Когда Геббельс 8 июля прилетел по вызову Гитлера в ставку, он застал его воодушевленным, уверенным, полным оптимизма. Тогда он уже считал, что «война на Востоке в основном выиграна», что немецкая армия продвинется «в течение ближайших дней вплоть до Волги, а в случае необходимости и до Урала». И что «о мирных переговорах с большевистским Кремлем не может быть и речи». Теперь же, хотя намерения и цели остались прежними, Гитлер готов вступить в переговоры со Сталиным, если тот будет просить о мире. Все оказалось гораздо сложнее. Невиданное сопротивление и неопознанный потенциал Красной армии превзошли все, что могло себе представить самонадеянное командование вооруженными силами во главе с фюрером – главнокомандующим. Доходившие до Геббельса в последнее временя сведен™ от лиц, посетивших ставку, будто фюрер в оптимистичном настроений, вблизи, в доверительном общении с ним Гитлера, не подтвердились.

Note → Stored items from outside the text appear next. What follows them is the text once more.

use serde::{Deserialize, Serialize};

#[derive(Debug, Clone, Copy, PartialEq, Eq, Serialize, Deserialize)]
#[serde(rename_all = "lowercase")]
pub enum SessionStatus {
    Active,
    Closed,
}

/// The persisted record that lets a reload or a second tab resume a chat.
#[derive(Debug, Clone, PartialEq, Eq, Serialize, Deserialize)]
#[serde(rename_all = "camelCase")]
pub struct SessionDescriptor {
    pub chat_id: String,
    #[serde(default)]
    pub auth_token: Option<String>,
    #[serde(default)]
    pub identity_name: Option<String>,
    #[serde(default)]
    pub identity_id: Option<i64>,
    #[serde(default = "default_status")]
    pub status: SessionStatus,
    #[serde(default)]
    pub rating_submitted: bool,
    /// Unix seconds of the last write
    #[serde(rename = "savedAtUnix")]
    pub saved_at: i64,
}

fn default_status() -> SessionStatus {
    SessionStatus::Active
}

impl SessionDescriptor {
    /// Expired once strictly more than `ttl_secs` have passed since the last save.
    /// A save stamped more than `ttl_secs` in the future is treated as expired too.
    pub fn is_expired(&self, now_secs: i64, ttl_secs: i64) -> bool {
        let age = now_secs.saturating_sub(self.saved_at);
        age > ttl_secs || age < ttl_secs.saturating_neg()
    }

    pub fn is_active(&self) -> bool {
        self.status == SessionStatus::Active
    }
}
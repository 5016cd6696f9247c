#[cfg(test)]
mod tests {
    use crate::config::*;
    use crate::envelope::*;
    use crate::error::*;
    use crate::i18n::*;
    use crate::message::*;
    use crate::session::*;
    use serde_json::{json, Value};

    // ─── Message Tests ───────────────────────────────────────

    #[test]
    fn test_optimistic_message_is_pending() {
        let msg = Message::optimistic("hello", None, 1_700_000_000);
        assert_eq!(msg.role, Role::User);
        assert_eq!(msg.origin, Origin::Optimistic);
        assert!(msg.is_pending());
        assert!(msg.delivered_at.is_none());
        assert_eq!(msg.sent_at, Some(1_700_000_000));
        assert!(!msg.id.is_empty());
    }

    #[test]
    fn test_optimistic_ids_are_unique() {
        let a = Message::optimistic("x", None, 1);
        let b = Message::optimistic("x", None, 1);
        assert_ne!(a.id, b.id);
    }

    #[test]
    fn test_notice_is_local_agent_entry() {
        let msg = Message::notice("Connecting");
        assert!(msg.is_agent());
        assert_eq!(msg.origin, Origin::Local);
        assert!(!msg.is_pending());
    }

    #[test]
    fn test_add_seen_skips_same_timestamp() {
        let mut msg = Message::notice("hi");
        msg.add_seen(10);
        msg.add_seen(10);
        msg.add_seen(11);
        assert_eq!(msg.seen_by.unwrap().len(), 2);
    }

    #[test]
    fn test_message_serializes_camel_case() {
        let mut msg = Message::optimistic("hi", Some("data:image/png;base64,AA".into()), 5);
        msg.delivered_at = Some(6);
        let json = serde_json::to_value(&msg).unwrap();
        assert_eq!(json["role"], "user");
        assert_eq!(json["origin"], "optimistic");
        assert_eq!(json["deliveredAt"], 6);
        assert_eq!(json["sentAt"], 5);
        assert!(json.get("seenBy").is_none());
    }

    // ─── Outbound Envelope Tests ─────────────────────────────

    #[test]
    fn test_start_envelope_wire_shape() {
        let env = OutboundEnvelope::PlayerStartChatAndJoin {
            player_token: None,
            client_id: "client-1".to_string(),
            player_name: Some("Ada".to_string()),
            player_id: Some(42),
        };
        let json: Value = serde_json::from_str(&env.encode().unwrap()).unwrap();
        assert_eq!(json["tag"], "playerStartChatAndJoin");
        assert_eq!(json["clientId"], "client-1");
        assert_eq!(json["playerName"], "Ada");
        assert_eq!(json["playerId"], 42);
        assert!(json["playerToken"].is_null());
    }

    #[test]
    fn test_rating_envelope_omits_missing_token() {
        let env = OutboundEnvelope::PlayerNewChatRating {
            chat_id: "c1".to_string(),
            client_id: "client".to_string(),
            rating: 5,
            player_token: None,
            player_id: None,
        };
        let json: Value = serde_json::from_str(&env.encode().unwrap()).unwrap();
        assert_eq!(json["tag"], "playerNewChatRating");
        assert_eq!(json["rating"], 5);
        assert!(json.get("playerToken").is_none());
        assert!(json["playerId"].is_null());
    }

    #[test]
    fn test_mark_read_envelope_uses_numeric_ids() {
        let env = OutboundEnvelope::PlayerMarkMessagesAsRead {
            chat_id: "c1".to_string(),
            message_ids: vec![1, 2],
        };
        let json: Value = serde_json::from_str(&env.encode().unwrap()).unwrap();
        assert_eq!(json["tag"], "playerMarkMessagesAsRead");
        assert_eq!(json["messageIds"], json!([1, 2]));
        assert_eq!(env.tag(), "playerMarkMessagesAsRead");
    }

    #[test]
    fn test_send_message_envelope_fields() {
        let env = OutboundEnvelope::PlayerSendMessage {
            player_token: Some("tok".to_string()),
            chat_id: Some("c9".to_string()),
            message: "hello".to_string(),
            attachment: None,
        };
        let json: Value = serde_json::from_str(&env.encode().unwrap()).unwrap();
        assert_eq!(json["tag"], "playerSendMessage");
        assert_eq!(json["playerToken"], "tok");
        assert_eq!(json["chatId"], "c9");
        assert_eq!(json["message"], "hello");
        assert!(json["attachment"].is_null());
    }

    // ─── Inbound Envelope Tests ──────────────────────────────

    fn bump(bump_type: &str, data: Value) -> ServerEvent {
        let frame = json!({ "tag": "bump", "bump_type": bump_type, "bump_data": data });
        match InboundEnvelope::decode(&frame.to_string()).unwrap() {
            InboundEnvelope::Bump(event) => event,
            other => panic!("expected bump, got {:?}", other),
        }
    }

    #[test]
    fn test_decode_start_chat_success() {
        let event = bump("startChatSuccess", json!({ "chat": 77, "full_name": "Ada L." }));
        assert_eq!(
            event,
            ServerEvent::StartChatSuccess {
                chat_id: Some("77".to_string()),
                token: None,
                full_name: Some("Ada L.".to_string()),
            }
        );
    }

    #[test]
    fn test_decode_start_chat_falls_back_to_chat_id_key() {
        let event = bump("startChatSuccess", json!({ "chatId": "abc", "playerToken": "t" }));
        match event {
            ServerEvent::StartChatSuccess { chat_id, token, full_name } => {
                assert_eq!(chat_id.as_deref(), Some("abc"));
                assert_eq!(token.as_deref(), Some("t"));
                assert!(full_name.is_none());
            }
            other => panic!("Wrong variant: {:?}", other),
        }
    }

    #[test]
    fn test_decode_message_read_is_seen_alias() {
        let event = bump("messageRead", json!({ "messageId": 5, "seen_by": [{ "seen_at": 100 }] }));
        assert_eq!(
            event,
            ServerEvent::MessageSeen {
                message_id: "5".to_string(),
                seen_by: vec![SeenReceipt { seen_at: 100 }],
            }
        );
    }

    #[test]
    fn test_decode_close_variants() {
        assert_eq!(bump("switchedStatusToClosed", Value::Null), ServerEvent::ChatClosed { by_system: false });
        assert_eq!(bump("chatClosedBySystemAlready", json!({})), ServerEvent::ChatClosed { by_system: true });
    }

    #[test]
    fn test_decode_unknown_bump_type_is_explicit() {
        assert_eq!(
            bump("somethingNew", json!({})),
            ServerEvent::Unrecognized { bump_type: "somethingNew".to_string() }
        );
    }

    #[test]
    fn test_decode_marked_as_read_mixed_ids() {
        let event = bump("messagesMarkedAsRead", json!({ "messageIds": [1, "2", null] }));
        assert_eq!(
            event,
            ServerEvent::MessagesMarkedAsRead { message_ids: vec!["1".to_string(), "2".to_string()] }
        );
    }

    #[test]
    fn test_decode_cooldown() {
        let event = bump("playerOnCooldown", json!({ "seconds_remaining": 30 }));
        assert_eq!(event, ServerEvent::Cooldown { seconds_remaining: Some(30), blocked_until: None });
    }

    #[test]
    fn test_decode_rejects_malformed_json() {
        let err = InboundEnvelope::decode("{not json").unwrap_err();
        assert!(matches!(err, ChatError::Protocol(_)));
    }

    #[test]
    fn test_decode_rejects_unknown_tag() {
        assert!(InboundEnvelope::decode(r#"{"tag":"pong"}"#).is_err());
        assert!(InboundEnvelope::decode(r#"{"bump_type":"startChatSuccess"}"#).is_err());
    }

    #[test]
    fn test_decode_existing_messages() {
        let frame = json!({
            "tag": "existingMessages",
            "chat_id": 12,
            "messages": [
                { "id": 1, "role": "player", "text": "hi", "timestamp": 100 },
                { "id": 2, "role": "system_event", "text": "joined" },
                { "id": 3, "role": "system_human", "text": "hello", "delivered_at": 101 },
                { "id": 4, "role": "player", "text": "secret", "is_sent_safely": true }
            ]
        });
        match InboundEnvelope::decode(&frame.to_string()).unwrap() {
            InboundEnvelope::ExistingMessages { chat_id, messages } => {
                assert_eq!(chat_id.as_deref(), Some("12"));
                assert_eq!(messages.len(), 4);
                let visible: Vec<Message> = messages.into_iter().filter_map(WireMessage::into_message).collect();
                assert_eq!(visible.len(), 2);
                assert_eq!(visible[0].role, Role::User);
                assert_eq!(visible[0].sent_at, Some(100));
                assert_eq!(visible[1].role, Role::Agent);
                assert_eq!(visible[1].delivered_at, Some(101));
            }
            other => panic!("Wrong variant: {:?}", other),
        }
    }

    #[test]
    fn test_wire_message_agent_roles() {
        for role in ["system_human", "system_ai_wasco", "system_ai_vector"] {
            let wire = WireMessage::from_value(&json!({ "role": role, "text": "x" }));
            assert!(wire.is_agent(), "{} should be agent", role);
        }
        let wire = WireMessage::from_value(&json!({ "role": "player", "text": "x" }));
        assert!(!wire.is_agent());
    }

    #[test]
    fn test_wire_message_without_id_gets_one() {
        let msg = WireMessage::from_value(&json!({ "role": "system_human", "text": "x" }))
            .into_message()
            .unwrap();
        assert!(!msg.id.is_empty());
        assert_eq!(msg.origin, Origin::Server);
    }

    #[test]
    fn test_wire_message_string_timestamp() {
        let wire = WireMessage::from_value(&json!({ "timestamp": "1700000000.5" }));
        assert_eq!(wire.timestamp, Some(1_700_000_000));
    }

    // ─── Session Descriptor Tests ────────────────────────────

    fn descriptor(saved_at: i64) -> SessionDescriptor {
        SessionDescriptor {
            chat_id: "c1".to_string(),
            auth_token: None,
            identity_name: Some("Ada".to_string()),
            identity_id: Some(7),
            status: SessionStatus::Active,
            rating_submitted: false,
            saved_at,
        }
    }

    #[test]
    fn test_descriptor_expiry_boundary() {
        let d = descriptor(1_000);
        assert!(!d.is_expired(1_000 + 86_400, 86_400));
        assert!(d.is_expired(1_000 + 86_401, 86_400));
    }

    #[test]
    fn test_descriptor_corrupt_saved_at_is_expired() {
        assert!(descriptor(i64::MIN).is_expired(1_700_000_000, 86_400));
        assert!(descriptor(i64::MAX).is_expired(1_700_000_000, 86_400));
        assert!(descriptor(1_700_000_000 + 86_401).is_expired(1_700_000_000, 86_400));
        assert!(!descriptor(1_700_000_000 + 60).is_expired(1_700_000_000, 86_400));
    }

    #[test]
    fn test_descriptor_json_shape() {
        let json = serde_json::to_value(descriptor(5)).unwrap();
        assert_eq!(json["chatId"], "c1");
        assert_eq!(json["status"], "active");
        assert_eq!(json["ratingSubmitted"], false);
        assert_eq!(json["savedAtUnix"], 5);
    }

    #[test]
    fn test_descriptor_defaults_optional_fields() {
        let d: SessionDescriptor = serde_json::from_str(r#"{"chatId":"x","savedAtUnix":1}"#).unwrap();
        assert!(d.is_active());
        assert!(!d.rating_submitted);
        assert!(d.auth_token.is_none());
    }

    #[test]
    fn test_descriptor_requires_chat_id() {
        assert!(serde_json::from_str::<SessionDescriptor>(r#"{"savedAtUnix":1}"#).is_err());
    }

    // ─── Config Tests ────────────────────────────────────────

    #[test]
    fn test_default_config() {
        let config = ChatConfig::default();
        assert!(config.endpoint().is_none());
        assert!(config.token().is_none());
        assert_eq!(config.session_ttl_secs, 86_400);
        assert_eq!(config.timing.typing_delay_ms, 1500);
        assert_eq!(config.timing.reveal_quiet_ms, 1000);
        assert_eq!(config.timing.receipt_quiet_ms, 300);
        assert_eq!(config.draft_key(), "support-chat:session:draft");
    }

    #[test]
    fn test_blank_endpoint_is_unconfigured() {
        let config = ChatConfig { ws_url: Some("  ".to_string()), ..ChatConfig::default() };
        assert!(config.endpoint().is_none());
    }

    #[test]
    fn test_config_partial_json_uses_defaults() {
        let config: ChatConfig =
            serde_json::from_str(r#"{"wsUrl":"wss://chat.example/ws","timing":{"typingDelayMs":10}}"#).unwrap();
        assert_eq!(config.endpoint(), Some("wss://chat.example/ws"));
        assert_eq!(config.timing.typing_delay_ms, 10);
        assert_eq!(config.timing.receipt_quiet_ms, 300);
    }

    #[test]
    fn test_embed_init_into_config() {
        let init: EmbedInit = serde_json::from_value(json!({
            "type": "gamblio-chat-init",
            "clientId": "abc",
            "playerToken": "",
            "language": "me"
        }))
        .unwrap();
        let config = init.into_config(ChatConfig::default()).unwrap();
        assert_eq!(config.client_id, "abc");
        assert!(config.player_token.is_none());
        assert_eq!(config.language, Language::Me);
    }

    #[test]
    fn test_embed_init_rejects_other_types() {
        let init: EmbedInit =
            serde_json::from_value(json!({ "type": "resize", "clientId": "abc" })).unwrap();
        let err = init.into_config(ChatConfig::default()).unwrap_err();
        assert!(err.to_string().starts_with("Configuration error"));
    }

    // ─── i18n Tests ──────────────────────────────────────────

    #[test]
    fn test_language_from_code() {
        assert_eq!(Language::from_code("me"), Language::Me);
        assert_eq!(Language::from_code(" ME "), Language::Me);
        assert_eq!(Language::from_code("de"), Language::En);
    }

    #[test]
    fn test_greeting_with_and_without_name() {
        assert_eq!(
            Language::En.greeting(Some("Ada")),
            "Hi Ada! Thanks for reaching out. How can I help you today?"
        );
        assert_eq!(
            Language::En.greeting(Some("   ")),
            "Hi! Thanks for reaching out. How can I help you today?"
        );
        assert!(Language::Me.greeting(None).starts_with("Zdravo!"));
    }

    // ─── Error Tests ─────────────────────────────────────────

    #[test]
    fn test_error_display() {
        assert_eq!(ChatError::Storage("quota".into()).to_string(), "Storage error: quota");
        assert_eq!(ChatError::Socket("closed".into()).to_string(), "Socket error: closed");
        assert_eq!(ChatError::Config("x".into()).to_string(), "Configuration error: x");
    }

    #[test]
    fn test_error_from_serde() {
        let serde_err = serde_json::from_str::<Value>("{{").unwrap_err();
        let err: ChatError = serde_err.into();
        assert!(matches!(err, ChatError::Serialization(_)));
    }
}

Геббельс приписывает англичанам и американцам опасения, что Сталин, недовольный размером их помощи, «может склониться к заключению с фюрером сепаратного мира». На самом же деле мысль его крутится вокруг того, что высказано ему Гитлером с определенной надеждой на такую податливость Сталина.
Геббельс страшится, что русская зима наступит раньше, чем будут достигнуты важнейшие рубежи.
20 августа 1941. Наступающая зимняя кампания является большим пропагандистским тезисом для англичан. Опять уповают… Ноябрь или декабрь, или мороз, или снег, опять ссылаются на пример Наполеона…
21 августа 1941. Усиленно напоминают о примере Наполеона и надеются, что мы застрянем где-нибудь под Москвой, а потом над нами разразится русская зима с морозом, льдом и снегом.
22 августа 1941. Положение в оккупированных областях еще более осложнилось. Прежде всего в Париже положение стало принимать несколько кризисный характер… В определенные моменты нужно показать врагу бронированный кулак… и разъяснить деголлистам и коммунистам среди французов, что немецкое государство, которое год тому назад одним походом повергло Францию в прах, не собирается позволить провоцировать себя этому побежденному народу. Знаки для евреев изготавливаются. Проведение этого распоряжения фюрера требует значительных приготовлений. Я надеюсь, однако, продвинуть это дело настолько, чтобы через месяц каждый еврей в Германии был бы снабжен бросающимся в глаза знаком, дающим возможность распознать его как еврея.
24 августа 1941. Керенский объявляется в США и не признает больше за большевизмом никаких шансов… Но все-таки предстоит еще очень тяжелая борьба. Большевики защищаются с ужасным упорством, и пока не может быть никакой речи о прогулке в Москву… Там и сям всплывают слухи о мире. Но они не имеют никакого основания. Верно, что всем надоела война, но никто не думает капитулировать. Вероятно, пройдет еще некоторое время, пока мир созреет для того, чтобы выслушать немецкие требования.